3. Pacers Hang on For Game 2 Win in Miami
            Indiana’s triumph in Miami would’ve been #1 if Miami didn’t beat the living shit out of them Sunday night. It was fun for 48 hours when people thought there was actually a chance the Heat wouldn’t make the finals.

2. Kevin Harvick Steals Another Crown Jewel Event, Wins Coca-Cola 600
            I think I ranked Harvick in the low teens in my pre-season NASCAR column. With his second win of the year (virtually assuring him a spot in the playoffs), he’s quickly added that to the long list of poor No Credentials predictions.

1. Tony Kanaan Finally Wins the Indianapolis 500
            While not as noteworthy as the failures of the Andretti family over the years at Indy (they are 1 for 69 as a family, which is remarkable when you consider that Mario and Michael were two of the greatest Indy Car drivers of all time), Tony Kanaan has been snake-bit at the Brickyard for the last decade, routinely having a fast car, but being unable to reach victory lane. A perfectly timed pass before a caution assured him of finally breaking through.
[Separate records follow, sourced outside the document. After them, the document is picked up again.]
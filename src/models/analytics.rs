use chrono::{DateTime, Datelike, Days, NaiveDate, Utc, Weekday};
use serde::{Deserialize, Serialize};

/// Calendar-aligned aggregation granularity. Anything unrecognised falls back
/// to the trailing eight-day window ending at the reference date.
#[derive(Debug, Clone, Copy, Serialize, Deserialize, PartialEq, Eq, Hash, Default)]
#[serde(rename_all = "lowercase")]
pub enum AnalyticsPeriod {
    Day,
    #[default]
    Week,
    Month,
    Year,
    #[serde(other)]
    Trailing,
}

impl AnalyticsPeriod {
    pub fn as_str(&self) -> &'static str {
        match self {
            AnalyticsPeriod::Day => "day",
            AnalyticsPeriod::Week => "week",
            AnalyticsPeriod::Month => "month",
            AnalyticsPeriod::Year => "year",
            AnalyticsPeriod::Trailing => "trailing",
        }
    }

    pub fn parse(value: &str) -> Self {
        match value.trim().to_ascii_lowercase().as_str() {
            "day" => AnalyticsPeriod::Day,
            "week" => AnalyticsPeriod::Week,
            "month" => AnalyticsPeriod::Month,
            "year" => AnalyticsPeriod::Year,
            _ => AnalyticsPeriod::Trailing,
        }
    }
}

const TRAILING_WINDOW_DAYS: u64 = 7;

/// Inclusive range of local calendar days.
#[derive(Debug, Clone, Copy, Serialize, Deserialize, PartialEq, Eq, Hash)]
#[serde(rename_all = "camelCase")]
pub struct DateRange {
    pub start: NaiveDate,
    pub end: NaiveDate,
}

impl DateRange {
    pub fn new(start: NaiveDate, end: NaiveDate) -> Self {
        if start <= end {
            Self { start, end }
        } else {
            Self {
                start: end,
                end: start,
            }
        }
    }

    pub fn single(day: NaiveDate) -> Self {
        Self {
            start: day,
            end: day,
        }
    }

    /// Resolves `period` around `reference`. Weeks run Monday to Sunday.
    pub fn resolve(period: AnalyticsPeriod, reference: NaiveDate) -> Self {
        match period {
            AnalyticsPeriod::Day => Self::single(reference),
            AnalyticsPeriod::Week => Self::week_containing(reference, Weekday::Mon),
            AnalyticsPeriod::Month => {
                let start = reference.with_day(1).unwrap_or(reference);
                let end = start
                    .checked_add_months(chrono::Months::new(1))
                    .and_then(|next| next.pred_opt())
                    .unwrap_or(reference);
                Self::new(start, end)
            }
            AnalyticsPeriod::Year => {
                let start = NaiveDate::from_ymd_opt(reference.year(), 1, 1).unwrap_or(reference);
                let end = NaiveDate::from_ymd_opt(reference.year(), 12, 31).unwrap_or(reference);
                Self::new(start, end)
            }
            AnalyticsPeriod::Trailing => {
                let start = reference
                    .checked_sub_days(Days::new(TRAILING_WINDOW_DAYS))
                    .unwrap_or(reference);
                Self::new(start, reference)
            }
        }
    }

    /// "This" `period` around `today`. Weeks here run Sunday to Saturday;
    /// every other period resolves as usual.
    pub fn current(period: AnalyticsPeriod, today: NaiveDate) -> Self {
        match period {
            AnalyticsPeriod::Week => Self::week_containing(today, Weekday::Sun),
            other => Self::resolve(other, today),
        }
    }

    /// Seven days starting on `first`. Clipped at the ends of the calendar.
    pub fn week_containing(reference: NaiveDate, first: Weekday) -> Self {
        let offset =
            (reference.weekday().num_days_from_monday() + 7 - first.num_days_from_monday()) % 7;
        let start = reference
            .checked_sub_days(Days::new(u64::from(offset)))
            .unwrap_or(reference);
        let end = start.checked_add_days(Days::new(6)).unwrap_or(NaiveDate::MAX);
        Self::new(start, end)
    }

    /// The `days` days before `end` plus `end` itself.
    pub fn trailing(end: NaiveDate, days: u32) -> Self {
        let start = end
            .checked_sub_days(Days::new(u64::from(days)))
            .unwrap_or(end);
        Self::new(start, end)
    }

    pub fn contains(&self, date: NaiveDate) -> bool {
        date >= self.start && date <= self.end
    }

    pub fn num_days(&self) -> usize {
        (self.end - self.start).num_days() as usize + 1
    }

    pub fn days(&self) -> impl Iterator<Item = NaiveDate> {
        let end = self.end;
        self.start.iter_days().take_while(move |day| *day <= end)
    }
}

#[derive(Debug, Clone, Serialize, Deserialize, PartialEq)]
#[serde(rename_all = "camelCase")]
pub struct DailyActivity {
    pub date: NaiveDate,
    pub task_count: u32,
    pub completed_count: u32,
    pub hours_spent: f64,
}

impl DailyActivity {
    pub fn empty(date: NaiveDate) -> Self {
        Self {
            date,
            task_count: 0,
            completed_count: 0,
            hours_spent: 0.0,
        }
    }
}

/// Legend bucket for a heatmap intensity score.
#[derive(Debug, Clone, Copy, Serialize, Deserialize, PartialEq, Eq, Hash)]
#[serde(rename_all = "lowercase")]
pub enum HeatmapLevel {
    None,
    Low,
    Medium,
    High,
    Peak,
}

impl HeatmapLevel {
    pub fn from_intensity(intensity: u32) -> Self {
        match intensity {
            0 => HeatmapLevel::None,
            1..=2 => HeatmapLevel::Low,
            3..=5 => HeatmapLevel::Medium,
            6..=10 => HeatmapLevel::High,
            _ => HeatmapLevel::Peak,
        }
    }

    pub fn as_str(&self) -> &'static str {
        match self {
            HeatmapLevel::None => "none",
            HeatmapLevel::Low => "low",
            HeatmapLevel::Medium => "medium",
            HeatmapLevel::High => "high",
            HeatmapLevel::Peak => "peak",
        }
    }
}

/// One heatmap cell. `count` is a weighted intensity score, not an event count.
#[derive(Debug, Clone, Serialize, Deserialize, PartialEq, Eq)]
#[serde(rename_all = "camelCase")]
pub struct HeatmapData {
    pub date: NaiveDate,
    pub count: u32,
    pub level: HeatmapLevel,
}

impl HeatmapData {
    pub fn new(date: NaiveDate, count: u32) -> Self {
        Self {
            date,
            count,
            level: HeatmapLevel::from_intensity(count),
        }
    }
}

#[derive(Debug, Clone, Serialize, Deserialize, PartialEq, Eq)]
#[serde(rename_all = "camelCase")]
pub struct ProductivityMetric {
    pub label: String,
    pub value: i64,
    pub change: i64,
}

impl ProductivityMetric {
    pub fn new(label: impl Into<String>, value: i64, change: i64) -> Self {
        Self {
            label: label.into(),
            value,
            change,
        }
    }
}

pub const TASKS_COMPLETED_LABEL: &str = "Tasks Completed";
pub const TIME_TRACKED_LABEL: &str = "Time Tracked (hrs)";
pub const FOCUS_SCORE_LABEL: &str = "Focus Score";

#[derive(Debug, Clone, Serialize, Deserialize, PartialEq, Eq)]
#[serde(rename_all = "camelCase")]
pub struct ProductivityMetrics {
    pub tasks_completed: ProductivityMetric,
    pub time_tracked: ProductivityMetric,
    pub focus_score: ProductivityMetric,
}

impl Default for ProductivityMetrics {
    fn default() -> Self {
        Self {
            tasks_completed: ProductivityMetric::new(TASKS_COMPLETED_LABEL, 0, 0),
            time_tracked: ProductivityMetric::new(TIME_TRACKED_LABEL, 0, 0),
            focus_score: ProductivityMetric::new(FOCUS_SCORE_LABEL, 0, 0),
        }
    }
}

/// Superlative over a period. Only `hours` is meaningful for the most-time
/// achievement and only `count` for the most-completed one.
#[derive(Debug, Clone, Serialize, Deserialize, PartialEq)]
#[serde(rename_all = "camelCase")]
pub struct TaskAchievement {
    pub task_name: String,
    pub hours: f64,
    pub count: u32,
}

#[derive(Debug, Clone, Copy, Serialize, Deserialize, PartialEq, Eq, Hash)]
#[serde(rename_all = "camelCase")]
pub enum AchievementKind {
    MostTimeSpent,
    MostCompleted,
}

#[derive(Debug, Clone, Serialize, Deserialize, PartialEq, Eq)]
#[serde(rename_all = "camelCase")]
pub struct AchievementOfDay {
    pub kind: AchievementKind,
    pub task_id: String,
    pub task_title: String,
    /// Milliseconds for `MostTimeSpent`, a count for `MostCompleted`.
    pub value: i64,
}

#[derive(Debug, Clone, Serialize, Deserialize, PartialEq, Eq)]
#[serde(rename_all = "camelCase")]
pub struct FocusScore {
    pub score: u32,
    pub message: String,
}

#[derive(Debug, Clone, Default, Serialize, Deserialize, PartialEq)]
#[serde(rename_all = "camelCase")]
pub struct CompletionStats {
    pub total_tasks: u32,
    pub completed_tasks: u32,
    pub completion_rate: u32,
    pub total_hours: f64,
    pub average_hours_per_task: f64,
    pub average_tasks_per_day: f64,
}

/// Rolling-window aggregate produced by an explicit recalculation.
#[derive(Debug, Clone, Serialize, Deserialize, PartialEq)]
#[serde(rename_all = "camelCase")]
pub struct AnalyticsSnapshot {
    pub generated_at: Option<DateTime<Utc>>,
    pub range: Option<DateRange>,
    pub daily_activity: Vec<DailyActivity>,
    pub heatmap: Vec<HeatmapData>,
    pub productivity_metrics: ProductivityMetrics,
    pub achievement_of_day: Option<AchievementOfDay>,
}

impl AnalyticsSnapshot {
    pub fn empty() -> Self {
        Self {
            generated_at: None,
            range: None,
            daily_activity: Vec::new(),
            heatmap: Vec::new(),
            productivity_metrics: ProductivityMetrics::default(),
            achievement_of_day: None,
        }
    }

    pub fn is_empty(&self) -> bool {
        self.generated_at.is_none()
    }
}

impl Default for AnalyticsSnapshot {
    fn default() -> Self {
        Self::empty()
    }
}

#[derive(Debug, Clone, Serialize, Deserialize, PartialEq)]
#[serde(rename_all = "camelCase")]
pub struct AnalyticsDashboard {
    pub period: AnalyticsPeriod,
    pub reference_date: NaiveDate,
    pub range: DateRange,
    pub daily_activities: Vec<DailyActivity>,
    pub heatmap: Vec<HeatmapData>,
    pub most_time_spent: Option<TaskAchievement>,
    pub most_completed: Option<TaskAchievement>,
    pub stats: CompletionStats,
    pub focus: FocusScore,
    pub metrics: ProductivityMetrics,
    pub achievement_of_day: Option<AchievementOfDay>,
}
           This post concludes another riveting season of weekend reviews. Check No Credentials all summer long for thoughts on the NBA Finals, the Stanley Cup Finals, MLB, and the NFL team previews. The weekend review will return to recap Week 1 of the NFL season in September.

Monday, April 29, 2013

10 Awesome Things That Happened This Weekend (4/26-4/28)

10. Thunder Lose Russell Westbrook For Rest of Season
            God must’ve placed a preseason wager on Miami to repeat, because too many things have occurred that have enhanced their ability to win a second straight title. The Thunder will be lucky to make it to the conference finals.

9. Aaron Rodgers Becomes an Incredibly Wealthy Man
            This is a vast improvement over Rodgers’ financial situation last week, when he was merely a moderately wealthy man. He’ll get $40 million this year for his services on the gridiron.

8. Eagles Trade Up to Draft Matt Barkley in Fourth Round
7. New York Jets Use Second Round Pick on Geno Smith
            I’d mock the probable failure of both of these players more, but my Dallas Cowboys just delivered the worst draft class in the history of man.

6. Celtics Stave Off Elimination
            Great to see Boston win what will more than likely be Kevin Garnett’s final home game.

5. Jon Jones Dismantles Chael Sonnen
            Sonnen is a huge douche bag, so the more elbows inflicting serious harm on his face, the better.

4. Anibal Sanchez Whiffs 17 Braves
            For those not in the know, that’s a lot of fucking strikeouts.

3. Kevin Harvick Passes Six Cars in One Lap, Wins Richmond
            I duplicated this feat on NASCAR Thunder 2002 for PS2 back in the day, so this wasn’t really a big deal.

2. Thunder Pull Out Just Enough to Hold Off Rockets
            Kevin Durant better be prepared to take a beating for Oklahoma City’s remaining games this season.

1. Nate Robinson Loses His Mind, Bulls Win Triple-Overtime Thriller
            Nate Robinson directly resulted in my Charlie Sheen post a couple of years back becoming the most viewed page ever produced by this blog (on a day when he was laying in a hospital bed recovering from knee surgery no less), so whenever Nate goes ape shit and single-handedly wills a team into overtime, No Credentials approves.